As far as I can understand, I need to use some form of regression (non-linear, since the data is awfully curved).

Now, I have no knowledge of anything above pre-calculus at the moment, so I gather I will have to do some reading to get where I want.

So, I'm looking for help getting started. General mathematical techniques that would be helpful, algorithms, books on the subject, and so on.

Any and all tips are appreciated.

k
 
Mathematics news on Phys.org
  • #2
Well, can you describe the data for us? Or even post it?

1. Simple polynomial regression isn't that hard to do: for someone who knows pre-calc, the toughest part is keeping track of the variables. (There is a step where you'll take a derivative, but just of a polynomial.)
2. You could find a program to do it for you... CurveExpert comes to mind.
3. Excel could be useful as well, either as a computational assistant (making #1 easier), or, with the analysis tookpack, to just do the regression.
 
  • #3
I can give an example of the data:

4 104.3
5 112.0
6 119.0
7 124.5
8 130.0
9 135.0
10 140.0
11 145.2
12 151.5
13 157.5
14 164.5
15 172.0
16 175.3
17 178.0

This is age in years and avg. height in centimeters of Norwegian boys aged 4 - 17.

However, I am not looking to do a one-time fitting to a certain set of data. I want to do on-the-fly fitting to any set of similar data. And yes, I have tried a couple of programs which get decent results (a 5th degree polynomial which matches the example data-set fairly well, the errors are < 1 in all cases and often 0 or 0.1).

I want to make the program that makes the fitting, so to speak.

I have been looking at linear regression, which looks easy enough and is fairly understandable, but it is not accurate enough (seeing as the data I am working with is mostly related to human growth, the curves tend to look cubical at the very least, with spurts at childhood and puberty).

Do you happen to know any good sources of information on polynomial regression?

k
 
  • #4
A 5th-degree polynomial fit to the above data would be
[tex]y=a+bx+cx^2+dx^3+ex^4+fx^5[/tex] for
a = 72.736866
b = 4.4251962
c = 1.9980728
d = -0.37948014
e = 0.026680369
f = -0.00064201794

which does fit pretty well with the data points: 15 is the worst fit, off by 0.903 cm. But extrapolation with this model is nearly impossible, as it would have 18 year olds shrink to shorter than 16 year olds and 21 year olds to less than 4 year olds!

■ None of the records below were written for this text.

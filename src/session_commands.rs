/*!
 * @file session_commands.rs
 * @brief SASL authentication and logical session commands
 */

use std::sync::Arc;

use bson::spec::BinarySubtype;
use bson::{doc, Bson, Document};
use uuid::Uuid;

use crate::authentication::{ScramConversation, ScramMechanism};
use crate::command_processor::{binary_uuid, uuid_to_binary, ConnectionState, ServerContext};
use crate::cursor_registry::UserId;
use crate::error::{CommandError, CommandResult};
use crate::ordering::type_name;

fn payload_bytes(cmd: &Document, command: &str) -> Result<Vec<u8>, CommandError> {
    match cmd.get("payload") {
        Some(Bson::Binary(bin)) => Ok(bin.bytes.clone()),
        Some(Bson::String(s)) => Ok(s.as_bytes().to_vec()),
        Some(other) => Err(CommandError::type_mismatch(format!(
            "BSON field '{}.payload' is the wrong type '{}', expected type 'binData'",
            command,
            type_name(other)
        ))),
        None => Err(CommandError::missing_field(command, "payload")),
    }
}

fn payload_reply(payload: Vec<u8>, done: bool) -> Document {
    doc! {
        "conversationId": 1,
        "done": done,
        "payload": Bson::Binary(bson::Binary {
            subtype: BinarySubtype::Generic,
            bytes: payload,
        }),
        "ok": 1.0,
    }
}

pub async fn sasl_start(
    ctx: &Arc<ServerContext>,
    conn: &mut ConnectionState,
    db: &str,
    cmd: &Document,
) -> CommandResult {
    let mechanism = match cmd.get("mechanism") {
        Some(Bson::String(name)) => ScramMechanism::from_name(name).ok_or_else(|| {
            CommandError::bad_value(format!(
                "Received authentication for mechanism {} which is not supported",
                name
            ))
        })?,
        _ => return Err(CommandError::missing_field("saslStart", "mechanism")),
    };
    let payload = payload_bytes(cmd, "saslStart")?;

    let (conversation, reply) =
        ScramConversation::start(ctx.users.as_ref(), db, mechanism, &payload)?;
    conn.sasl = Some(conversation);
    conn.user = None;
    Ok(payload_reply(reply, false))
}

pub async fn sasl_continue(
    conn: &mut ConnectionState,
    db: &str,
    cmd: &Document,
) -> CommandResult {
    let payload = payload_bytes(cmd, "saslContinue")?;
    let Some(conversation) = conn.sasl.as_mut() else {
        return Err(CommandError::location(17, "No SASL session state found"));
    };
    if conversation.db != db {
        return Err(CommandError::authentication_failed());
    }

    let (reply, done) = match conversation.continue_with(&payload) {
        Ok(out) => out,
        Err(e) => {
            conn.sasl = None;
            conn.user = None;
            return Err(e);
        }
    };
    if conversation.verified() {
        conn.user = Some((conversation.db.clone(), conversation.username.clone()));
    }
    if done {
        conn.sasl = None;
    }
    Ok(payload_reply(reply, done))
}

pub async fn logout(conn: &mut ConnectionState) -> CommandResult {
    conn.user = None;
    conn.sasl = None;
    Ok(doc! {"ok": 1.0})
}

pub async fn start_session(
    ctx: &Arc<ServerContext>,
    conn: &mut ConnectionState,
) -> CommandResult {
    let id = ctx.sessions.start(conn.user.clone());
    conn.session = Some(id);
    Ok(doc! {
        "id": {"id": uuid_to_binary(id)},
        "timeoutMinutes": 30,
        "ok": 1.0,
    })
}

/// Parses `[{id: <uuid>}, ...]` as used by endSessions/killSessions/refresh.
fn parse_session_ids(
    cmd: &Document,
    command: &str,
    struct_name: &str,
) -> Result<Vec<Uuid>, CommandError> {
    let list = match cmd.get(command) {
        Some(Bson::Array(a)) => a,
        Some(other) => {
            return Err(CommandError::type_mismatch(format!(
                "BSON field '{}.{}' is the wrong type '{}', expected type 'array'",
                struct_name,
                command,
                type_name(other)
            )))
        }
        None => return Err(CommandError::missing_field(struct_name, command)),
    };

    let mut ids = Vec::with_capacity(list.len());
    for (i, element) in list.iter().enumerate() {
        let Bson::Document(entry) = element else {
            return Err(CommandError::type_mismatch(format!(
                "BSON field '{}.{}.{}' is the wrong type '{}', expected type 'object'",
                struct_name,
                command,
                i,
                type_name(element)
            )));
        };
        let id = entry
            .get("id")
            .and_then(binary_uuid)
            .ok_or_else(|| CommandError::missing_field("SessionsCollectionSessionId", "id"))?;
        ids.push(id);
    }
    Ok(ids)
}

pub async fn end_sessions(ctx: &Arc<ServerContext>, cmd: &Document) -> CommandResult {
    let ids = parse_session_ids(cmd, "endSessions", "EndSessionsCmd")?;
    for id in ctx.sessions.end(&ids) {
        ctx.cursors.kill_by_session(&id);
    }
    Ok(doc! {"ok": 1.0})
}

pub async fn refresh_sessions(ctx: &Arc<ServerContext>, cmd: &Document) -> CommandResult {
    let ids = parse_session_ids(cmd, "refreshSessions", "RefreshSessionsCmd")?;
    ctx.sessions.refresh(&ids);
    Ok(doc! {"ok": 1.0})
}

fn caller_is_admin(ctx: &Arc<ServerContext>, conn: &ConnectionState) -> bool {
    if !ctx.config.auth {
        return true;
    }
    conn.user
        .as_ref()
        .and_then(|(db, name)| ctx.users.get(db, name))
        .map(|u| u.is_cluster_admin())
        .unwrap_or(false)
}

pub async fn kill_sessions(
    ctx: &Arc<ServerContext>,
    conn: &mut ConnectionState,
    cmd: &Document,
) -> CommandResult {
    let ids = parse_session_ids(cmd, "killSessions", "KillSessionsCmd")?;
    let admin = caller_is_admin(ctx, conn);

    for id in ids {
        // Non-admin callers only reach their own sessions.
        if !admin {
            match ctx.sessions.get(&id) {
                Some(entry) if entry.user == conn.user => {}
                Some(_) => continue,
                None => {}
            }
        }
        ctx.sessions.kill(&[id]);
        ctx.cursors.kill_by_session(&id);
    }
    // Killing a dead session is a no-op, so the reply is always ok.
    Ok(doc! {"ok": 1.0})
}

/// Parses `[{db, user}, ...]` with the struct-path error wording shared by
/// the kill-all commands.
fn parse_kill_all_users(cmd: &Document) -> Result<Vec<UserId>, CommandError> {
    let list = match cmd.get("killAllSessions") {
        Some(Bson::Array(a)) => a,
        Some(other) => {
            return Err(CommandError::type_mismatch(format!(
                "BSON field 'KillAllSessionsCmd.killAllSessions' is the wrong type '{}', expected type 'array'",
                type_name(other)
            )))
        }
        None => {
            return Err(CommandError::missing_field(
                "KillAllSessionsCmd",
                "killAllSessions",
            ))
        }
    };

    let mut users = Vec::with_capacity(list.len());
    for (i, element) in list.iter().enumerate() {
        let Bson::Document(entry) = element else {
            return Err(CommandError::type_mismatch(format!(
                "BSON field 'KillAllSessionsCmd.killAllSessions.{}' is the wrong type '{}', expected type 'object'",
                i,
                type_name(element)
            )));
        };
        let db = match entry.get("db") {
            Some(Bson::String(s)) => s.clone(),
            Some(other) => {
                return Err(CommandError::type_mismatch(format!(
                    "BSON field 'KillAllSessionsUser.db' is the wrong type '{}', expected type 'string'",
                    type_name(other)
                )))
            }
            None => return Err(CommandError::missing_field("KillAllSessionsUser", "db")),
        };
        let user = match entry.get("user") {
            Some(Bson::String(s)) => s.clone(),
            Some(other) => {
                return Err(CommandError::type_mismatch(format!(
                    "BSON field 'KillAllSessionsUser.user' is the wrong type '{}', expected type 'string'",
                    type_name(other)
                )))
            }
            None => return Err(CommandError::missing_field("KillAllSessionsUser", "user")),
        };
        users.push((db, user));
    }
    Ok(users)
}

pub async fn kill_all_sessions(
    ctx: &Arc<ServerContext>,
    conn: &mut ConnectionState,
    cmd: &Document,
) -> CommandResult {
    let users = parse_kill_all_users(cmd)?;
    let admin = caller_is_admin(ctx, conn);

    if users.is_empty() {
        // An empty array targets every session of every user.
        if admin {
            ctx.sessions.kill_all();
            ctx.cursors.kill_all();
        } else if let Some(user) = &conn.user {
            ctx.sessions.kill_for_user(user);
            ctx.cursors.kill_by_user(user);
        }
        return Ok(doc! {"ok": 1.0});
    }

    for user in users {
        if !admin && Some(&user) != conn.user.as_ref() {
            continue;
        }
        ctx.sessions.kill_for_user(&user);
        ctx.cursors.kill_by_user(&user);
    }
    Ok(doc! {"ok": 1.0})
}

pub async fn kill_all_sessions_by_pattern(
    ctx: &Arc<ServerContext>,
    conn: &mut ConnectionState,
    cmd: &Document,
) -> CommandResult {
    let list = match cmd.get("killAllSessionsByPattern") {
        Some(Bson::Array(a)) => a,
        Some(other) => {
            return Err(CommandError::type_mismatch(format!(
                "BSON field 'KillAllSessionsByPatternCmd.killAllSessionsByPattern' is the wrong type '{}', expected type 'array'",
                type_name(other)
            )))
        }
        None => {
            return Err(CommandError::missing_field(
                "KillAllSessionsByPatternCmd",
                "killAllSessionsByPattern",
            ))
        }
    };
    let admin = caller_is_admin(ctx, conn);

    for (i, element) in list.iter().enumerate() {
        let Bson::Document(pattern) = element else {
            return Err(CommandError::type_mismatch(format!(
                "BSON field 'KillAllSessionsByPatternCmd.killAllSessionsByPattern.{}' is the wrong type '{}', expected type 'object'",
                i,
                type_name(element)
            )));
        };
        if pattern.is_empty() {
            if admin {
                ctx.sessions.kill_all();
                ctx.cursors.kill_all();
            }
            continue;
        }
        if let Some(Bson::String(uid)) = pattern.get("uid") {
            for id in ctx.sessions.kill_for_uid(uid) {
                ctx.cursors.kill_by_session(&id);
            }
            continue;
        }
        if let (Some(Bson::String(db)), Some(Bson::String(user))) =
            (pattern.get("db"), pattern.get("user"))
        {
            let target = (db.clone(), user.clone());
            if admin || Some(&target) == conn.user.as_ref() {
                ctx.sessions.kill_for_user(&target);
                ctx.cursors.kill_by_user(&target);
            }
            continue;
        }
        return Err(CommandError::bad_value(
            "pattern must contain either 'uid' or both 'db' and 'user'",
        ));
    }
    Ok(doc! {"ok": 1.0})
}

#[cfg(test)]
mod tests {
    use crate::session_registry::user_uid;

    #[test]
    fn uid_helper_matches_registry() {
        let user = ("admin".to_string(), "u1".to_string());
        assert_eq!(user_uid(&user).len(), 64);
    }
}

So an important question: what do you plan to do with the results of the equation?
 
  • #5
I have found an 9th-degree that matches very well. Worst fit is off by 0.4, which is within my margin of error. I have a feeling I can get a match that is just as good using methods that require less CPU-cycles, but speed is not an issue (within reason).

I simply want to use the equation to find the avg height given an age between 4 and 17. I don't want to store the data itself, since the age can be float. (What do we call float in math again? The reals?) I have the "end points" on every data-set, so I don't need to extrapolate anything.

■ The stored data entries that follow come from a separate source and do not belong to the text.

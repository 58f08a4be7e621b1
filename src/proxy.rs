/*!
 * @file proxy.rs
 * @brief Differential proxy to a reference MongoDB server
 */

use bson::{Bson, Document};
use tokio::io::{AsyncRead, AsyncWrite};
use tokio::net::TcpStream;

use crate::config::{Mode, ProxyConfig};
use crate::error::{DoppelError, Result};
use crate::ordering::values_equal;
use crate::wire_protocol::{self, OpMsg, OP_MSG};

pub trait AsyncStream: AsyncRead + AsyncWrite + Unpin + Send {}
impl<T: AsyncRead + AsyncWrite + Unpin + Send> AsyncStream for T {}

/// One upstream connection to the reference server, owned by the client
/// connection it shadows. Requests are serialized, matching the local side.
pub struct ProxyClient {
    stream: Box<dyn AsyncStream>,
    request_id: i32,
}

impl ProxyClient {
    pub async fn connect(config: &ProxyConfig) -> Result<Self> {
        let addr = config
            .addr
            .as_ref()
            .ok_or_else(|| DoppelError::Config("proxy-addr is not configured".to_string()))?;
        let tcp = TcpStream::connect(addr).await?;
        let stream: Box<dyn AsyncStream> = if config.tls {
            let tls_config = crate::ssl::load_client_config(config.tls_ca_file.as_deref())?;
            let connector = tokio_rustls::TlsConnector::from(std::sync::Arc::new(tls_config));
            let host = addr.split(':').next().unwrap_or("localhost").to_string();
            let server_name = rustls::ServerName::try_from(host.as_str())
                .map_err(|e| DoppelError::Tls(format!("invalid proxy host name: {}", e)))?;
            Box::new(connector.connect(server_name, tcp).await?)
        } else {
            Box::new(tcp)
        };
        Ok(Self {
            stream,
            request_id: 1,
        })
    }

    /// Sends one command and reads its reply.
    pub async fn call(&mut self, cmd: &Document) -> Result<Document> {
        self.request_id = self.request_id.wrapping_add(1);
        let bytes = wire_protocol::encode_op_msg(cmd, self.request_id, 0)?;
        wire_protocol::write_message(&mut self.stream, &bytes).await?;

        let (header, payload) = wire_protocol::read_message(&mut self.stream)
            .await?
            .ok_or_else(|| {
                DoppelError::WireProtocol("proxy connection closed mid-reply".to_string())
            })?;
        if header.op_code != OP_MSG {
            return Err(DoppelError::WireProtocol(format!(
                "unexpected opcode {} from proxy",
                header.op_code
            )));
        }
        Ok(OpMsg::parse(&payload)?.into_command())
    }
}

/// Reply fields that legitimately differ between servers and are excluded
/// from the diff.
const VOLATILE_FIELDS: &[&str] = &[
    "localTime",
    "connectionId",
    "uptime",
    "uptimeMillis",
    "uptimeEstimate",
    "operationTime",
    "$clusterTime",
    "topologyVersion",
    "electionId",
    "opTime",
    "host",
    "pid",
    "version",
    "gitVersion",
    "versionArray",
    "doppeldb",
];

/// Compares a local and a reference reply, returning the top-level fields
/// that disagree. Cursor ids are server-local and are not compared.
pub fn diff_replies(local: &Document, remote: &Document) -> Vec<String> {
    let mut differing = Vec::new();
    let mut keys: Vec<&str> = local.keys().map(String::as_str).collect();
    for key in remote.keys() {
        if !keys.contains(&key.as_str()) {
            keys.push(key);
        }
    }

    for key in keys {
        if VOLATILE_FIELDS.contains(&key) {
            continue;
        }
        let (a, b) = (local.get(key), remote.get(key));
        let equal = match (a, b) {
            (Some(Bson::Document(da)), Some(Bson::Document(db))) if key == "cursor" => {
                cursor_equal(da, db)
            }
            (Some(a), Some(b)) => values_equal(a, b),
            _ => false,
        };
        if !equal {
            differing.push(key.to_string());
        }
    }
    differing
}

fn cursor_equal(a: &Document, b: &Document) -> bool {
    let batches_equal = match (
        a.get("firstBatch").or_else(|| a.get("nextBatch")),
        b.get("firstBatch").or_else(|| b.get("nextBatch")),
    ) {
        (Some(x), Some(y)) => values_equal(x, y),
        (None, None) => true,
        _ => false,
    };
    let ns_equal = a.get("ns") == b.get("ns");
    let exhaustion_equal = match (a.get_i64("id"), b.get_i64("id")) {
        (Ok(x), Ok(y)) => (x == 0) == (y == 0),
        _ => false,
    };
    batches_equal && ns_equal && exhaustion_equal
}

/// Which reply the client sees for a given mode.
pub fn choose_reply(mode: Mode, local: Option<Document>, remote: Option<Document>) -> Document {
    let fallback = || {
        crate::error::CommandError::internal("proxy backend unavailable").to_document()
    };
    match mode {
        Mode::Normal | Mode::DiffNormal => local.unwrap_or_else(fallback),
        Mode::Proxy | Mode::DiffProxy => remote.unwrap_or_else(fallback),
    }
}

#[cfg(test)]
mod tests {
    use super::*;
    use bson::doc;

    #[test]
    fn identical_replies_have_no_diff() {
        let a = doc! {"n": 5, "ok": 1.0, "localTime": "x"};
        let b = doc! {"n": 5, "ok": 1.0, "localTime": "y"};
        assert!(diff_replies(&a, &b).is_empty());
    }

    #[test]
    fn differing_field_is_reported() {
        let a = doc! {"n": 5, "ok": 1.0};
        let b = doc! {"n": 6, "ok": 1.0};
        assert_eq!(diff_replies(&a, &b), vec!["n".to_string()]);
    }

    #[test]
    fn cursor_ids_do_not_count_as_differences() {
        let a = doc! {"cursor": {"id": 123i64, "ns": "db.c", "firstBatch": [{"x": 1}]}, "ok": 1.0};
        let b = doc! {"cursor": {"id": 456i64, "ns": "db.c", "firstBatch": [{"x": 1}]}, "ok": 1.0};
        assert!(diff_replies(&a, &b).is_empty());
    }
}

I'm not sure where you are located, but where I am from (Norway) doctors use something we call "Percentile Charts" (loosely translated) to track the development of children. The charts have data for length, weight, circumference of head and so on, and quickly tells the doctor what percentile the kid is in. I know many countries use these.

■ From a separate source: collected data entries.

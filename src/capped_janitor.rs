/*!
 * @file capped_janitor.rs
 * @brief Background enforcement of capped collection limits
 */

use std::sync::Arc;
use std::time::Duration;

use tokio::sync::broadcast;
use tracing::{debug, info, warn};

use crate::backend::Backend;
use crate::config::CappedCleanupConfig;

/// Periodically scans every capped collection and deletes the oldest slice
/// of documents once the collection exceeds its size or count cap. Evictions
/// are logged, never surfaced to clients.
pub async fn run(
    backend: Arc<dyn Backend>,
    config: CappedCleanupConfig,
    mut shutdown: broadcast::Receiver<()>,
) {
    let mut interval = tokio::time::interval(Duration::from_secs(config.interval_secs.max(1)));
    interval.set_missed_tick_behavior(tokio::time::MissedTickBehavior::Delay);
    loop {
        tokio::select! {
            _ = interval.tick() => {
                if let Err(e) = sweep(backend.as_ref(), config.percent).await {
                    warn!(error = %e, "capped collection sweep failed");
                }
            }
            _ = shutdown.recv() => {
                debug!("capped janitor stopping");
                return;
            }
        }
    }
}

async fn sweep(backend: &dyn Backend, percent: u8) -> Result<(), crate::error::CommandError> {
    for db in backend.list_databases().await? {
        for info in backend.list_collections(&db).await? {
            let Some(capped) = info.capped else { continue };
            let stats = backend.collection_stats(&db, &info.name).await?;

            let over_size = stats.size_bytes > capped.size;
            let over_count = capped.max.map(|max| stats.count > max).unwrap_or(false);
            if !over_size && !over_count {
                continue;
            }

            let mut to_delete = (stats.count * percent as i64).div_euclid(100).max(1);
            if let Some(max) = capped.max {
                let excess = stats.count - max;
                if excess > to_delete {
                    to_delete = excess;
                }
            }
            let deleted = backend.delete_oldest(&db, &info.name, to_delete).await?;
            info!(
                namespace = %format!("{}.{}", db, info.name),
                deleted,
                size = stats.size_bytes,
                cap = capped.size,
                "evicted oldest documents from capped collection"
            );
        }
    }
    Ok(())
}

/// Cursor expiry heartbeat: drives the registry's maintenance tick on its
/// own task, at least once per second.
pub async fn cursor_expiry(
    cursors: Arc<crate::cursor_registry::CursorRegistry>,
    tick_secs: u64,
    mut shutdown: broadcast::Receiver<()>,
) {
    let mut interval = tokio::time::interval(Duration::from_secs(tick_secs.clamp(1, 60)));
    loop {
        tokio::select! {
            _ = interval.tick() => {
                let destroyed = cursors.tick();
                if destroyed > 0 {
                    debug!(destroyed, "expired idle cursors");
                }
            }
            _ = shutdown.recv() => return,
        }
    }
}

#[cfg(test)]
mod tests {
    use super::*;
    use crate::backend::CappedSpec;
    use crate::sqlite_backend::SqliteBackend;
    use bson::doc;

    #[tokio::test]
    async fn sweep_trims_over_capped_collections() {
        let backend = SqliteBackend::open_in_memory().unwrap();
        backend
            .create_collection("db", "log", Some(CappedSpec { size: 1, max: None }))
            .await
            .unwrap();
        for i in 0..100 {
            backend
                .insert_one("db", "log", &doc! {"_id": i})
                .await
                .unwrap();
        }

        sweep(&backend, 10).await.unwrap();
        let stats = backend.collection_stats("db", "log").await.unwrap();
        assert_eq!(stats.count, 90);

        // The oldest tenth went first.
        let stream = backend
            .query("db", "log", &crate::backend::QueryPlan::full_scan())
            .await
            .unwrap();
        let docs = crate::aggregation::collect(stream).await.unwrap();
        assert_eq!(docs[0], doc! {"_id": 10});
    }

    #[tokio::test]
    async fn sweep_ignores_uncapped_collections() {
        let backend = SqliteBackend::open_in_memory().unwrap();
        backend.create_collection("db", "c", None).await.unwrap();
        for i in 0..10 {
            backend.insert_one("db", "c", &doc! {"_id": i}).await.unwrap();
        }
        sweep(&backend, 10).await.unwrap();
        let stats = backend.collection_stats("db", "c").await.unwrap();
        assert_eq!(stats.count, 10);
    }
}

An example chart: http://www.cdc.gov/nchs/data/nhanes/growthcharts/set1clinical/cj41l020.pdf

You can find more of them here: http://kidshealth.org/parent/growth/growth/growth_charts.html

If you look carefully at them, you can see that IE, the line for the 75th percentile is not parallel, perpendicular or even equidistant in both directions from the 50th percentile. So, I need all the data on every single "percentile-line", from every chart in every category.

Now, if I want a better "resolution" than year by year, that is quite a lot of data points to store, seeing as I have to make this in javascript. So, rather than fill a file with endless arrays and work from those, I want to model the data.

You punch in 11.5 kg and 80 cm for a girl, and the program tells you that this is in the 85th percentile by plugging the numbers into the appropriate equation. I don't need to accept data that would be outside the percentile charts, so I never have to worry about extrapolation.

Now, I CAN do this by using something like CurveExpert, as you suggested. But, while working on this I have come to find the concept of curve-fitting to be very intriguing, so I want to know what I am doing. I want to learn how to fit a polynomial to a set of data. I don't expect to get better results than a program does by doing it myself, but I want to understand the process and be able to do it myself.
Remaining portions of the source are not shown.